Automic Workload Automation

 View Only
  • 1.  AAKE deployment failed to load initial data

    Posted Nov 15, 2022 09:10 AM
      |   view attached
    Hello,

    I am trying to deploy AAKE V21.0.4 and AAKE deployment failed to load initial-data POD.

    Initial-data job log shows that the DB host defaults to "ae-db" and it is not picking the one configured in "ae-db" secret.



    Below is the host configured in "ae-db" secret:



    The ae secret auto build by the automic-automation deployment prepares the ODBC and JDBC connection with "ae-db" as host, which is failing to load initial data.



    I am using V21.0.4 (latest build), does any one encountered this porblem? Any clue how can I override those parameters during deployment?

    Thanks in advance.

    ------------------------------
    Thanks,
    - Reddy
    ------------------------------


  • 2.  RE: AAKE deployment failed to load initial data

    Posted May 12, 2023 10:12 AM

    Hi,
    I am facing almost similar issue. Using AAKE deployment in AWS - 21.0.5

    ae-initialdata:21.0.5.4. The intialdata pod always hangs in Error state however could not find any error in logs too. Attaching the environment variables section from values.yaml file and the log file of initialdata pod. (Masked all confidential data in the files).

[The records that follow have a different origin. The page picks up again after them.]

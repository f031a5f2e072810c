//! HTTP adapter.
//!
//! A thin JSON layer over the [`Engine`]; every handler maps a request onto
//! exactly one engine operation. PDF payloads travel base64-encoded inside
//! JSON bodies.
//!
//! # Endpoints
//!
//! | Method   | Path                  | Description |
//! |----------|-----------------------|-------------|
//! | `POST`   | `/documents`          | Upload and index a PDF |
//! | `GET`    | `/documents`          | List a tenant's documents |
//! | `DELETE` | `/documents/{id}`     | Delete a document (cascading) |
//! | `POST`   | `/chat`               | Ask a question within a session |
//! | `GET`    | `/history`            | Recent turns of a session |
//! | `GET`    | `/health`             | Health check (returns version) |
//!
//! # Error Contract
//!
//! All error responses share one schema:
//!
//! ```json
//! { "error": { "code": "not_found", "message": "document abc" } }
//! ```
//!
//! Codes map from the engine taxonomy: `ingestion_failed` (422),
//! `service_unavailable` (503), `not_found` (404), `tenant_mismatch` (403),
//! `bad_request` (400), `internal` (500).

use axum::{
    extract::{Path, Query, State},
    http::StatusCode,
    response::{IntoResponse, Response},
    routing::{delete, get, post},
    Json, Router,
};
use base64::Engine as _;
use serde::{Deserialize, Serialize};
use std::sync::Arc;
use tower_http::cors::{Any, CorsLayer};

use crate::engine::Engine;
use crate::error::EngineError;
use crate::models::{Answer, Document, Turn};

/// Shared application state passed to all route handlers.
#[derive(Clone)]
struct AppState {
    engine: Arc<Engine>,
}

/// Start the HTTP server on `bind_addr`, serving until the process exits.
pub async fn run_server(engine: Arc<Engine>, bind_addr: &str) -> anyhow::Result<()> {
    let state = AppState { engine };

    let cors = CorsLayer::new()
        .allow_origin(Any)
        .allow_methods(Any)
        .allow_headers(Any);

    let app = Router::new()
        .route("/documents", post(handle_upload).get(handle_list))
        .route("/documents/{id}", delete(handle_delete))
        .route("/chat", post(handle_chat))
        .route("/history", get(handle_history))
        .route("/health", get(handle_health))
        .layer(cors)
        .with_state(state);

    tracing::info!("server listening on http://{}", bind_addr);

    let listener = tokio::net::TcpListener::bind(bind_addr).await?;
    axum::serve(listener, app).await?;
    Ok(())
}

// ============ Error response ============

#[derive(Serialize)]
struct ErrorBody {
    error: ErrorDetail,
}

#[derive(Serialize)]
struct ErrorDetail {
    code: String,
    message: String,
}

struct AppError {
    status: StatusCode,
    code: &'static str,
    message: String,
}

impl IntoResponse for AppError {
    fn into_response(self) -> Response {
        let body = ErrorBody {
            error: ErrorDetail {
                code: self.code.to_string(),
                message: self.message,
            },
        };
        (self.status, Json(body)).into_response()
    }
}

impl From<EngineError> for AppError {
    fn from(err: EngineError) -> Self {
        let (status, code) = match &err {
            EngineError::Ingestion(_) => (StatusCode::UNPROCESSABLE_ENTITY, "ingestion_failed"),
            EngineError::ServiceUnavailable(_) => {
                (StatusCode::SERVICE_UNAVAILABLE, "service_unavailable")
            }
            EngineError::NotFound(_) => (StatusCode::NOT_FOUND, "not_found"),
            EngineError::TenantMismatch(_) => (StatusCode::FORBIDDEN, "tenant_mismatch"),
            EngineError::Storage(_) => (StatusCode::INTERNAL_SERVER_ERROR, "internal"),
        };
        AppError {
            status,
            code,
            message: err.to_string(),
        }
    }
}

fn bad_request(message: impl Into<String>) -> AppError {
    AppError {
        status: StatusCode::BAD_REQUEST,
        code: "bad_request",
        message: message.into(),
    }
}

// ============ Response shapes ============

/// Document metadata without the raw text body.
#[derive(Serialize)]
struct DocumentSummary {
    id: String,
    filename: String,
    page_count: i64,
    char_count: i64,
    uploaded_at: String,
    status: String,
    #[serde(skip_serializing_if = "Option::is_none")]
    failure_reason: Option<String>,
}

impl From<&Document> for DocumentSummary {
    fn from(doc: &Document) -> Self {
        DocumentSummary {
            id: doc.id.clone(),
            filename: doc.filename.clone(),
            page_count: doc.page_count,
            char_count: doc.char_count,
            uploaded_at: format_ts_iso(doc.uploaded_at),
            status: doc.status.as_str().to_string(),
            failure_reason: doc.failure_reason.clone(),
        }
    }
}

fn format_ts_iso(ts: i64) -> String {
    chrono::DateTime::from_timestamp(ts, 0)
        .map(|dt| dt.format("%Y-%m-%dT%H:%M:%SZ").to_string())
        .unwrap_or_else(|| ts.to_string())
}

// ============ GET /health ============

#[derive(Serialize)]
struct HealthResponse {
    status: String,
    version: String,
}

async fn handle_health() -> Json<HealthResponse> {
    Json(HealthResponse {
        status: "ok".to_string(),
        version: env!("CARGO_PKG_VERSION").to_string(),
    })
}

// ============ POST /documents ============

#[derive(Deserialize)]
struct UploadRequest {
    tenant: String,
    filename: String,
    /// Base64-encoded PDF bytes.
    content_base64: String,
}

#[derive(Serialize)]
struct UploadResponse {
    document: DocumentSummary,
}

async fn handle_upload(
    State(state): State<AppState>,
    Json(req): Json<UploadRequest>,
) -> Result<Json<UploadResponse>, AppError> {
    if req.tenant.trim().is_empty() {
        return Err(bad_request("tenant must not be empty"));
    }
    if req.filename.trim().is_empty() {
        return Err(bad_request("filename must not be empty"));
    }
    let bytes = base64::engine::general_purpose::STANDARD
        .decode(&req.content_base64)
        .map_err(|e| bad_request(format!("content_base64 is not valid base64: {}", e)))?;

    let doc = state
        .engine
        .ingest_document(&req.tenant, &req.filename, &bytes)
        .await?;
    Ok(Json(UploadResponse {
        document: DocumentSummary::from(&doc),
    }))
}

// ============ GET /documents ============

#[derive(Deserialize)]
struct TenantQuery {
    tenant: String,
}

#[derive(Serialize)]
struct ListResponse {
    documents: Vec<DocumentSummary>,
}

async fn handle_list(
    State(state): State<AppState>,
    Query(query): Query<TenantQuery>,
) -> Result<Json<ListResponse>, AppError> {
    let docs = state.engine.list_documents(&query.tenant).await?;
    Ok(Json(ListResponse {
        documents: docs.iter().map(DocumentSummary::from).collect(),
    }))
}

// ============ DELETE /documents/{id} ============

async fn handle_delete(
    State(state): State<AppState>,
    Path(id): Path<String>,
    Query(query): Query<TenantQuery>,
) -> Result<Json<serde_json::Value>, AppError> {
    state.engine.delete_document(&query.tenant, &id).await?;
    Ok(Json(serde_json::json!({ "deleted": id })))
}

// ============ POST /chat ============

#[derive(Deserialize)]
struct ChatRequest {
    tenant: String,
    session_id: String,
    q: String,
}

#[derive(Serialize)]
struct ChatResponse {
    answer: String,
    grounded: bool,
    cited_document_ids: Vec<String>,
    sources: Vec<String>,
}

impl From<Answer> for ChatResponse {
    fn from(a: Answer) -> Self {
        ChatResponse {
            answer: a.text,
            grounded: a.grounded,
            cited_document_ids: a.cited_document_ids,
            sources: a.sources,
        }
    }
}

async fn handle_chat(
    State(state): State<AppState>,
    Json(req): Json<ChatRequest>,
) -> Result<Json<ChatResponse>, AppError> {
    if req.tenant.trim().is_empty() || req.q.trim().is_empty() {
        return Err(bad_request("tenant and q are required"));
    }
    let session_id = if req.session_id.trim().is_empty() {
        "default".to_string()
    } else {
        req.session_id
    };

    let answer = state.engine.chat(&req.tenant, &session_id, &req.q).await?;
    Ok(Json(ChatResponse::from(answer)))
}

// ============ GET /history ============

#[derive(Deserialize)]
struct HistoryQuery {
    tenant: String,
    session_id: String,
    #[serde(default = "default_history_limit")]
    limit: usize,
}

fn default_history_limit() -> usize {
    20
}

#[derive(Serialize)]
struct HistoryResponse {
    turns: Vec<Turn>,
}

async fn handle_history(
    State(state): State<AppState>,
    Query(query): Query<HistoryQuery>,
) -> Result<Json<HistoryResponse>, AppError> {
    let turns = state
        .engine
        .history(&query.tenant, &query.session_id, query.limit)
        .await?;
    Ok(Json(HistoryResponse { turns }))
}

    It will be helpful if we have any documentation on what are mandatory env vars to be set for AE and AWI in the values.yaml file and also troubleshooting docs for issues in AAKE deployment.

    Thanks


    Attachment(s)

    txt
    initialdata_log.txt   11 KB 1 version
    txt
    values.yaml.txt   1 KB 1 version


  • 3.  RE: AAKE deployment failed to load initial data

    Broadcom Employee
    Posted May 15, 2023 03:08 AM

    Hi,

    In the Automic documentation you can find the steps to prepare for the Container-based installation, including all the values.yaml parameters that can/should be set before the deployment. These are for the most part the same as for an on-prem installation and include DB connection (configured as a secret in values.yaml), predefined client 0 user (manually created as a secret before), system name (as environment variables in values.yaml), JCP/REST endpoints (as environment variables in values.yaml), certificates, enable/disable Ingress (in values.yaml).
    Please also be aware that the DB service requires kube/core dns to resolve the database address.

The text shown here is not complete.